BEGIN

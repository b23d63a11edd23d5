/// Periodic or one-shot timer on the logical scene clock.
///
/// A ticker is owned by the view that created it. Views cancel their tickers
/// when they change phase or unmount; a cancelled ticker never fires again
/// until it is restarted.
#[derive(Debug, Clone, PartialEq)]
pub struct Ticker {
    period_s: f64,
    accumulated_s: f64,
    repeat: bool,
    state: TickerState,
    fired: u64,
}

#[derive(Debug, Copy, Clone, PartialEq, Eq)]
pub enum TickerState {
    Running,
    /// One-shot ticker that already fired.
    Finished,
    Cancelled,
}

/// Shortest accepted period; keeps a zero period from spinning forever.
pub const MIN_PERIOD_S: f64 = 0.001;

impl Ticker {
    pub fn interval(period_s: f64) -> Self {
        Self::new(period_s, true)
    }

    pub fn timeout(delay_s: f64) -> Self {
        Self::new(delay_s, false)
    }

    fn new(period_s: f64, repeat: bool) -> Self {
        Self {
            period_s: period_s.max(MIN_PERIOD_S),
            accumulated_s: 0.0,
            repeat,
            state: TickerState::Running,
            fired: 0,
        }
    }

    /// Advances the clock by `dt_s` and returns how many times the ticker fired.
    pub fn advance(&mut self, dt_s: f64) -> u32 {
        if self.state != TickerState::Running || dt_s <= 0.0 {
            return 0;
        }
        self.accumulated_s += dt_s;

        if !self.repeat {
            if self.accumulated_s + 1e-9 >= self.period_s {
                self.state = TickerState::Finished;
                self.fired += 1;
                return 1;
            }
            return 0;
        }

        let mut ticks = 0u32;
        while self.accumulated_s + 1e-9 >= self.period_s {
            self.accumulated_s -= self.period_s;
            ticks += 1;
        }
        self.fired += u64::from(ticks);
        ticks
    }

    pub fn cancel(&mut self) {
        self.state = TickerState::Cancelled;
    }

    pub fn restart(&mut self) {
        self.accumulated_s = 0.0;
        self.fired = 0;
        self.state = TickerState::Running;
    }

    pub fn is_running(&self) -> bool {
        self.state == TickerState::Running
    }

    pub fn state(&self) -> TickerState {
        self.state
    }

    pub fn fired(&self) -> u64 {
        self.fired
    }

    pub fn period_s(&self) -> f64 {
        self.period_s
    }
}
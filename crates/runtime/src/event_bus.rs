use crate::frame::Frame;

/// Subsystem an event originated from.
#[derive(Debug, Copy, Clone, PartialEq, Eq, Hash)]
pub enum Channel {
    Focus,
    Camera,
    Terminal,
    Input,
}

impl Channel {
    pub fn as_str(self) -> &'static str {
        match self {
            Channel::Focus => "focus",
            Channel::Camera => "camera",
            Channel::Terminal => "terminal",
            Channel::Input => "input",
        }
    }
}

/// A recorded scene event, for traces and replay diffs.
#[derive(Debug, Clone, PartialEq, Eq)]
pub struct Event {
    pub frame_index: u64,
    pub channel: Channel,
    pub message: String,
}

#[derive(Debug, Default)]
pub struct EventBus {
    events: Vec<Event>,
}

impl EventBus {
    pub fn new() -> Self {
        Self { events: Vec::new() }
    }

    pub fn emit(&mut self, frame: Frame, channel: Channel, message: impl Into<String>) {
        self.events.push(Event {
            frame_index: frame.index,
            channel,
            message: message.into(),
        });
    }

    pub fn events(&self) -> &[Event] {
        &self.events
    }

    pub fn on_channel(&self, channel: Channel) -> impl Iterator<Item = &Event> + '_ {
        self.events.iter().filter(move |e| e.channel == channel)
    }

    pub fn drain(&mut self) -> Vec<Event> {
        std::mem::take(&mut self.events)
    }
}

#[cfg(test)]
mod tests {
    use super::{Channel, EventBus};
    use crate::frame::Frame;

    #[test]
    fn records_events_with_frame_index() {
        let mut bus = EventBus::new();
        let f = Frame::first().advance(0.1).advance(0.1);
        bus.emit(f, Channel::Focus, "hello");
        assert_eq!(bus.events().len(), 1);
        assert_eq!(bus.events()[0].frame_index, 2);
    }

    #[test]
    fn filters_by_channel() {
        let mut bus = EventBus::new();
        bus.emit(Frame::first(), Channel::Focus, "a");
        bus.emit(Frame::first(), Channel::Terminal, "b");
        bus.emit(Frame::first(), Channel::Focus, "c");
        let msgs: Vec<_> = bus
            .on_channel(Channel::Focus)
            .map(|e| e.message.as_str())
            .collect();
        assert_eq!(msgs, vec!["a", "c"]);
    }

    #[test]
    fn drain_clears_events() {
        let mut bus = EventBus::new();
        bus.emit(Frame::first(), Channel::Input, "m");
        let drained = bus.drain();
        assert_eq!(drained.len(), 1);
        assert!(bus.events().is_empty());
    }
}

END

→ **Your goal**: Retype, exactly as written, everything from the first line of the data above through the line containing "pub fn cancel(&mut". Nothing else should appear.

→ **Written solution**:
repository b23d63a11edd23d5
/// Periodic or one-shot timer on the logical scene clock.
///
/// A ticker is owned by the view that created it. Views cancel their tickers
/// when they change phase or unmount; a cancelled ticker never fires again
/// until it is restarted.
#[derive(Debug, Clone, PartialEq)]
pub struct Ticker {
    period_s: f64,
    accumulated_s: f64,
    repeat: bool,
    state: TickerState,
    fired: u64,
}

#[derive(Debug, Copy, Clone, PartialEq, Eq)]
pub enum TickerState {
    Running,
    /// One-shot ticker that already fired.
    Finished,
    Cancelled,
}

/// Shortest accepted period; keeps a zero period from spinning forever.
pub const MIN_PERIOD_S: f64 = 0.001;

impl Ticker {
    pub fn interval(period_s: f64) -> Self {
        Self::new(period_s, true)
    }

    pub fn timeout(delay_s: f64) -> Self {
        Self::new(delay_s, false)
    }

    fn new(period_s: f64, repeat: bool) -> Self {
        Self {
            period_s: period_s.max(MIN_PERIOD_S),
            accumulated_s: 0.0,
            repeat,
            state: TickerState::Running,
            fired: 0,
        }
    }

    /// Advances the clock by `dt_s` and returns how many times the ticker fired.
    pub fn advance(&mut self, dt_s: f64) -> u32 {
        if self.state != TickerState::Running || dt_s <= 0.0 {
            return 0;
        }
        self.accumulated_s += dt_s;

        if !self.repeat {
            if self.accumulated_s + 1e-9 >= self.period_s {
                self.state = TickerState::Finished;
                self.fired += 1;
                return 1;
            }
            return 0;
        }

        let mut ticks = 0u32;
        while self.accumulated_s + 1e-9 >= self.period_s {
            self.accumulated_s -= self.period_s;
            ticks += 1;
        }
        self.fired += u64::from(ticks);
        ticks
    }

    pub fn cancel(&mut self) {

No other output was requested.